Seriously though, I'm NOT one of those riders that must convince himself & others that his bike is terrific, only because he bought it and has to live with it. If I was unhappy, I'd let everyone know why, and then move on.

I'm sorry about your experience so far, but I don't identify at all with your comments. Of course, I now have 4,500+ miles on mine, and it has "evolved" with miles. The only negative comments I can make are that I miss the cruise control from the RS, and the engine will "buck" under 3,000 rpm's, which I have no problem living with. Quirks in my book.

THAT'S IT!! I've owned many top shelf sportbikes and S is the all around most impressive bike I've owned. Not the fastest or qickest, but the best handling, most stable, and most confidence inspiring bike I've ridden. There is a bit of a learning curve with these bikes, as they are a little different than conventional sportbikes.

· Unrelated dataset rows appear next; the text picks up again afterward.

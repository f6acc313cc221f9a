//! Checkout attempt state.

use chrono::{DateTime, Utc};
use serde::{Deserialize, Serialize};

use crate::cart::CartState;
use crate::checkout::Address;
use crate::ids::{CheckoutId, PaymentIntentId};

/// Stages of a checkout attempt.
///
/// ```text
/// Idle -> ValidatingAddresses -> AwaitingPaymentIntent -> ConfirmingPayment -> PersistingOrder -> Success
///              |                        |                        |
///              v                        v                        v
///      FailedValidation               Idle                 FailedPayment
/// ```
#[derive(Debug, Clone, Copy, PartialEq, Eq, Hash, Serialize, Deserialize, Default)]
#[serde(rename_all = "snake_case")]
pub enum CheckoutStage {
    /// Form is editable.
    #[default]
    Idle,
    ValidatingAddresses,
    AwaitingPaymentIntent,
    /// Waiting on the processor. May span a browser redirect.
    ConfirmingPayment,
    PersistingOrder,
    Success,
    /// Address or cart check failed; the customer edits and resubmits.
    FailedValidation,
    /// Processor rejected the charge; the customer edits and resubmits.
    FailedPayment,
}

impl CheckoutStage {
    pub fn as_str(&self) -> &'static str {
        match self {
            CheckoutStage::Idle => "idle",
            CheckoutStage::ValidatingAddresses => "validating_addresses",
            CheckoutStage::AwaitingPaymentIntent => "awaiting_payment_intent",
            CheckoutStage::ConfirmingPayment => "confirming_payment",
            CheckoutStage::PersistingOrder => "persisting_order",
            CheckoutStage::Success => "success",
            CheckoutStage::FailedValidation => "failed_validation",
            CheckoutStage::FailedPayment => "failed_payment",
        }
    }

    pub fn display_name(&self) -> &'static str {
        match self {
            CheckoutStage::Idle => "Ready",
            CheckoutStage::ValidatingAddresses => "Checking your details",
            CheckoutStage::AwaitingPaymentIntent => "Preparing payment",
            CheckoutStage::ConfirmingPayment => "Confirming payment",
            CheckoutStage::PersistingOrder => "Placing order",
            CheckoutStage::Success => "Order placed",
            CheckoutStage::FailedValidation => "Details incomplete",
            CheckoutStage::FailedPayment => "Payment failed",
        }
    }

    /// Check if the attempt has stopped moving on its own.
    pub fn is_terminal(&self) -> bool {
        matches!(
            self,
            CheckoutStage::Success | CheckoutStage::FailedValidation | CheckoutStage::FailedPayment
        )
    }

    /// Check if a new submission may start from this stage.
    pub fn accepts_submission(&self) -> bool {
        matches!(
            self,
            CheckoutStage::Idle | CheckoutStage::FailedValidation | CheckoutStage::FailedPayment
        )
    }
}

impl std::fmt::Display for CheckoutStage {
    fn fmt(&self, f: &mut std::fmt::Formatter<'_>) -> std::fmt::Result {
        f.write_str(self.as_str())
    }
}

/// The addresses entered on the checkout form.
#[derive(Debug, Clone, Serialize, Deserialize, PartialEq, Eq)]
#[serde(rename_all = "camelCase")]
pub struct CheckoutForm {
    pub billing: Address,
    /// Ignored while `shipping_same_as_billing` is set.
    pub shipping: Address,
    pub shipping_same_as_billing: bool,
}

impl Default for CheckoutForm {
    fn default() -> Self {
        Self {
            billing: Address::default(),
            shipping: Address::default(),
            shipping_same_as_billing: true,
        }
    }
}

impl CheckoutForm {
    /// Form whose shipping address mirrors billing.
    pub fn same_as_billing(billing: Address) -> Self {
        Self {
            billing,
            shipping: Address::default(),
            shipping_same_as_billing: true,
        }
    }

    /// Form with a separate shipping address.
    pub fn with_shipping(billing: Address, shipping: Address) -> Self {
        Self {
            billing,
            shipping,
            shipping_same_as_billing: false,
        }
    }

    /// The address goods ship to.
    pub fn effective_shipping(&self) -> &Address {
        if self.shipping_same_as_billing {
            &self.billing
        } else {
            &self.shipping
        }
    }

    /// Check the form and cart are ready to pay for.
    ///
    /// The error is a customer-facing message naming what is incomplete.
    pub fn validate(&self, cart: &CartState) -> Result<(), String> {
        if cart.is_empty() {
            return Err("Your cart is empty".to_string());
        }

        let missing = self.billing.missing_fields();
        if !missing.is_empty() {
            return Err(format!(
                "Billing address is incomplete: missing {}",
                missing.join(", ")
            ));
        }

        if !self.shipping_same_as_billing {
            let missing = self.shipping.missing_fields();
            if !missing.is_empty() {
                return Err(format!(
                    "Shipping address is incomplete: missing {}",
                    missing.join(", ")
                ));
            }
        }

        Ok(())
    }
}

/// A payment waiting on confirmation, possibly across a redirect.
#[derive(Debug, Clone, PartialEq)]
pub struct PendingPayment {
    pub intent_id: PaymentIntentId,
    pub client_secret: String,
    /// Form the payment was submitted with.
    pub form: CheckoutForm,
    /// Cart as validated and charged.
    pub cart: CartState,
}

/// Local state of one checkout attempt. Never persisted.
#[derive(Debug, Clone, PartialEq)]
pub struct CheckoutAttempt {
    pub id: CheckoutId,
    pub stage: CheckoutStage,
    pub form: CheckoutForm,
    /// Message shown next to the form.
    pub last_error: Option<String>,
    /// Number of submissions so far, including the one in flight.
    pub submissions: u32,
    pub pending: Option<PendingPayment>,
    pub created_at: DateTime<Utc>,
}

impl CheckoutAttempt {
    /// Start a fresh attempt.
    pub fn new() -> Self {
        Self {
            id: CheckoutId::generate(),
            stage: CheckoutStage::Idle,
            form: CheckoutForm::default(),
            last_error: None,
            submissions: 0,
            pending: None,
            created_at: Utc::now(),
        }
    }

    /// Move to `stage`, clearing the error unless the stage is a failure.
    pub(crate) fn enter(&mut self, stage: CheckoutStage) {
        tracing::info!(checkout_id = %self.id, from = %self.stage, to = %stage, "checkout stage");
        self.stage = stage;
        if stage != CheckoutStage::FailedValidation && stage != CheckoutStage::FailedPayment {
            self.last_error = None;
        }
    }

    /// Move to `stage` and record a customer-facing error.
    pub(crate) fn fail(&mut self, stage: CheckoutStage, message: impl Into<String>) {
        self.enter(stage);
        self.last_error = Some(message.into());
    }
}

impl Default for CheckoutAttempt {
    fn default() -> Self {
        Self::new()
    }
}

Also, mine does NOT have ESA (by choice), and I have found that the bike is quite sensitive to suspension setup, i.e., rear spring preload, rebound damping, and tire pressure. I have mine set up properly for my weight, riding style, and type of riding I do, and I can tell you without hesitation that the bike turns in quick, holds a line beautifully, and responds surefootedly to direction changes and mid-corner corrections. It is impervious to shitty roads, and it will not headshake or do anything lacking stability at speeds of 150+ in sweepers.

I suggest hanging in there. The motor gets better and smoother with age and seems to like being run hard. The suspension also comes into its own with miles, e.g., ball joints, steering damper, shocks.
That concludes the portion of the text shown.